The CW once again did well in this upfront by taking in ad dollars from its traditional core advertisers in categories like movie companies, wireless, retail and health and beauty products.
While NBC and The CW were pretty much wrapped up by the end of last week, ABC, CBS and Fox still had some final deals to complete. Both ABC and Fox were cutting prime-time deals averaging about 9 percent, while CBS was just a tick under that. Fox also was selling advertising in the upfront on its two new dramas, Fringe and The Dollhouse, at 35-40 percent premiums as part of its new test concept, Remote Free TV. Under that plan, the network will run fewer commercials in an effort to foster more viewer engagement.
All three nets were expected to bring in either the same or just north of the volume they drew last year: about $2.4 billion apiece for ABC and CBS and $1.9 billion for Fox.

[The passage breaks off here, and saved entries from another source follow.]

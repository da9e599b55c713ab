//! Suspension: inline interrupts and static breakpoints
//!
//! # Inline interrupts
//!
//! [`interrupt`] halts the running node and hands a payload to the caller.
//! The caller answers with a [`Command::resume`](crate::Command::resume) on
//! the same thread; the engine then **re-runs the node from its start**, and
//! this time the same `interrupt` call returns the resume value.
//!
//! ```rust,ignore
//! graph.add_node("approve", |state| Box::pin(async move {
//!     // Runs again on resume; keep it idempotent.
//!     let draft = state["draft"].clone();
//!
//!     let answer = interrupt(json!({"question": "ship it?", "draft": draft}))?;
//!     Ok(json!({"approved": answer == json!("yes")}))
//! }));
//! ```
//!
//! A node may call `interrupt` several times. Each call returns the resume
//! value recorded for its interrupt id; the first unanswered call suspends
//! again. Answering the same id twice keeps the later value, so a node that
//! failed on a bad answer can be resumed with a corrected one.
//!
//! Interrupt ids are derived from (thread, step, node, call index), so a
//! re-executed node produces the same id for the same call.
//!
//! # Static breakpoints
//!
//! [`InterruptConfig`] pauses the run before or after named nodes without
//! any code inside them. Resuming with an empty command (or `Value::Null`)
//! continues past the breakpoint.

use serde::{Deserialize, Serialize};
use serde_json::Value;
use tracing::debug;
use uuid::Uuid;
use waypoint_checkpoint::PendingInterrupt;

use crate::error::{GraphError, Result};
use crate::graph::NodeId;
use crate::runtime::with_node_context;

/// Suspend the current node with `value` as the payload for the caller
///
/// Returns the recorded resume value when the node is being re-run after a
/// resume. Otherwise returns [`GraphError::Interrupt`], which the node must
/// propagate with `?`. Called outside a node it returns
/// [`GraphError::Execution`].
pub fn interrupt(value: Value) -> Result<Value> {
    with_node_context(move |ctx| {
        let index = ctx.next_call();
        let id = interrupt_id(ctx.thread_id(), ctx.step(), ctx.node(), index);
        if let Some(resume) = ctx.resume_value(&id) {
            debug!(node = ctx.node(), index, "Interrupt answered from recorded resume value");
            return Ok(resume.clone());
        }

        Err(GraphError::Interrupt(PendingInterrupt::new(id, ctx.node(), value)))
    })
    .unwrap_or_else(|| {
        Err(GraphError::Execution(
            "interrupt() called outside of a graph node".to_string(),
        ))
    })
}

/// Deterministic interrupt id for a suspension call
pub fn interrupt_id(thread_id: &str, step: i64, node: &str, index: usize) -> String {
    let name = format!("{}|{}|{}|{}", thread_id, step, node, index);
    Uuid::new_v5(&Uuid::NAMESPACE_OID, name.as_bytes()).to_string()
}

/// Static breakpoints
#[derive(Debug, Clone, Default, Serialize, Deserialize, PartialEq)]
pub struct InterruptConfig {
    /// Nodes to pause before
    #[serde(default)]
    pub interrupt_before: Vec<NodeId>,

    /// Nodes to pause after
    #[serde(default)]
    pub interrupt_after: Vec<NodeId>,

    /// Pause before every node
    #[serde(default)]
    pub interrupt_before_all: bool,

    /// Pause after every node
    #[serde(default)]
    pub interrupt_after_all: bool,
}

impl InterruptConfig {
    pub fn new() -> Self {
        Self::default()
    }

    pub fn with_interrupt_before(mut self, nodes: Vec<NodeId>) -> Self {
        self.interrupt_before = nodes;
        self
    }

    pub fn with_interrupt_after(mut self, nodes: Vec<NodeId>) -> Self {
        self.interrupt_after = nodes;
        self
    }

    pub fn with_interrupt_before_all(mut self) -> Self {
        self.interrupt_before_all = true;
        self
    }

    pub fn with_interrupt_after_all(mut self) -> Self {
        self.interrupt_after_all = true;
        self
    }

    pub fn should_interrupt_before(&self, node: &str) -> bool {
        self.interrupt_before_all || self.interrupt_before.iter().any(|n| n == node)
    }

    pub fn should_interrupt_after(&self, node: &str) -> bool {
        self.interrupt_after_all || self.interrupt_after.iter().any(|n| n == node)
    }

    /// Whether no breakpoint is configured
    pub fn is_empty(&self) -> bool {
        !self.interrupt_before_all
            && !self.interrupt_after_all
            && self.interrupt_before.is_empty()
            && self.interrupt_after.is_empty()
    }
}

But not all media buyers were so upbeat about the price increases they had to pay the broadcast networks. Several suggested that, because they have the right before every quarter to exercise cancellation options, they will not hesitate to play that card if the economy continues to go south and ratings shortfalls continue into next season.
And while some buyers touted broadcast as the most effective reach vehicle for their clients, one buyer, who did not want to be identified said angrily, "Every year we create our own demand by panicking and rushing into deals. This should have been a slower process."
Said another: "Once the first deal was done, it was like fish feeding."